1. 问:QST-300 熔解曲线出现非特异性扩增?
答:反复冻融会使得 QST-300 的稳定性下降,从而导致非特异性扩增的产生,应尽量避免试剂反复冻融。
2. 问:使用 QST-300 时可以更改加样体系吗?
答:该试剂为 2×预混液,使用量为反应总体系的一半,引物和模板的加样量可进行调节,最后加水补足即可。
3. 问:反应结束时无扩增曲线应该如何处理?
答:(1)反应循环数不够:一般设置循环数为 40,但需要注意的是过多的循环会增加过多的背景信号,降低数据可信度。
(2)确认程序中是否设置了信号采集步骤:两步法扩增程序一般将信号采集设置在退火延伸阶段;三步法扩增程序应当将信号采集设置在 72℃ 延伸阶段。
(3)引物不合适:重新设计引物;确认引物是否降解:长时间未用的引物应先通过 PAGE 电泳检测完整性,以排除其降解的可能。

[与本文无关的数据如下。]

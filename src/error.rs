use std::io;

/// Everything that can go wrong inside the virtual machine. The set is closed:
/// each variant has a small, stable integer code so hosts can store or
/// transmit it without the enum itself.
#[derive(thiserror::Error, Debug, Clone, Copy, PartialEq, Eq, Hash)]
pub enum Error {
    /// the word at PC doesn't decode to any instruction
    #[error("illegal opcode")]
    IllegalOpcode,
    /// 2NNN with all 16 stack slots in use
    #[error("stack overflow")]
    StackOverflow,
    /// 00EE with an empty stack
    #[error("return with empty stack")]
    BadReturn,
    /// program image doesn't fit between 0x200 and the top of memory
    #[error("program too long")]
    ProgramTooLong,
    /// FX75/FX85 with X > 7
    #[error("flag register overflow")]
    FlagOverflow,
}

const ERROR_CODES: [(u16, Error); 5] = [
    (1, Error::IllegalOpcode),
    (2, Error::StackOverflow),
    (3, Error::BadReturn),
    (4, Error::ProgramTooLong),
    (5, Error::FlagOverflow),
];

impl Error {
    /// stable numeric code for this error
    pub fn code(self) -> u16 {
        match self {
            Error::IllegalOpcode => 1,
            Error::StackOverflow => 2,
            Error::BadReturn => 3,
            Error::ProgramTooLong => 4,
            Error::FlagOverflow => 5,
        }
    }

    pub fn from_code(code: u16) -> Option<Error> {
        ERROR_CODES
            .iter()
            .find(|(c, _)| *c == code)
            .map(|(_, e)| *e)
    }

    pub fn name(self) -> &'static str {
        match self {
            Error::IllegalOpcode => "IllegalOpcode",
            Error::StackOverflow => "StackOverflow",
            Error::BadReturn => "BadReturn",
            Error::ProgramTooLong => "ProgramTooLong",
            Error::FlagOverflow => "FlagOverflow",
        }
    }
}

/// converts an error code into a human-readable name
pub fn error_name(code: u16) -> &'static str {
    Error::from_code(code).map_or("UnknownError", Error::name)
}

/// Errors from the host side: peripherals, the flag file and the engine
/// itself once a run has been started.
#[derive(thiserror::Error, Debug)]
pub enum HostError {
    #[error("I/O error: {0}")]
    Io(#[from] io::Error),
    #[error("flag file error: {0}")]
    FlagFile(#[from] serde_json::Error),
    #[error("sound error: {0}")]
    Sound(String),
    /// the interpreter couldn't be set up
    #[error("failed to load program: {0}")]
    Load(#[from] Error),
    #[error("{error} at 0x{pc:03x}, instruction 0x{instruction:04x}")]
    Engine {
        error: Error,
        pc: u16,
        instruction: u16,
    },
}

(4)模板浓度太低:减少稀释度重复实验,一般未知浓度的样品先从最高浓度做起。
(5)模板降解:重新制备模板,重复实验。
4. 问:重复性差应该如何处理?
答:(1)将模板做 5-10 倍稀释,以大体积加入反应体系中。
(2)定量 PCR 仪不同位置温度控制不一致。定期校准仪器。
(3)模板浓度太低。模板浓度越低,重复性越差,提高模板的加样体积。
(4)做 4-6 个复孔,删除其中重复性不好的孔,剩余的进行后续计算。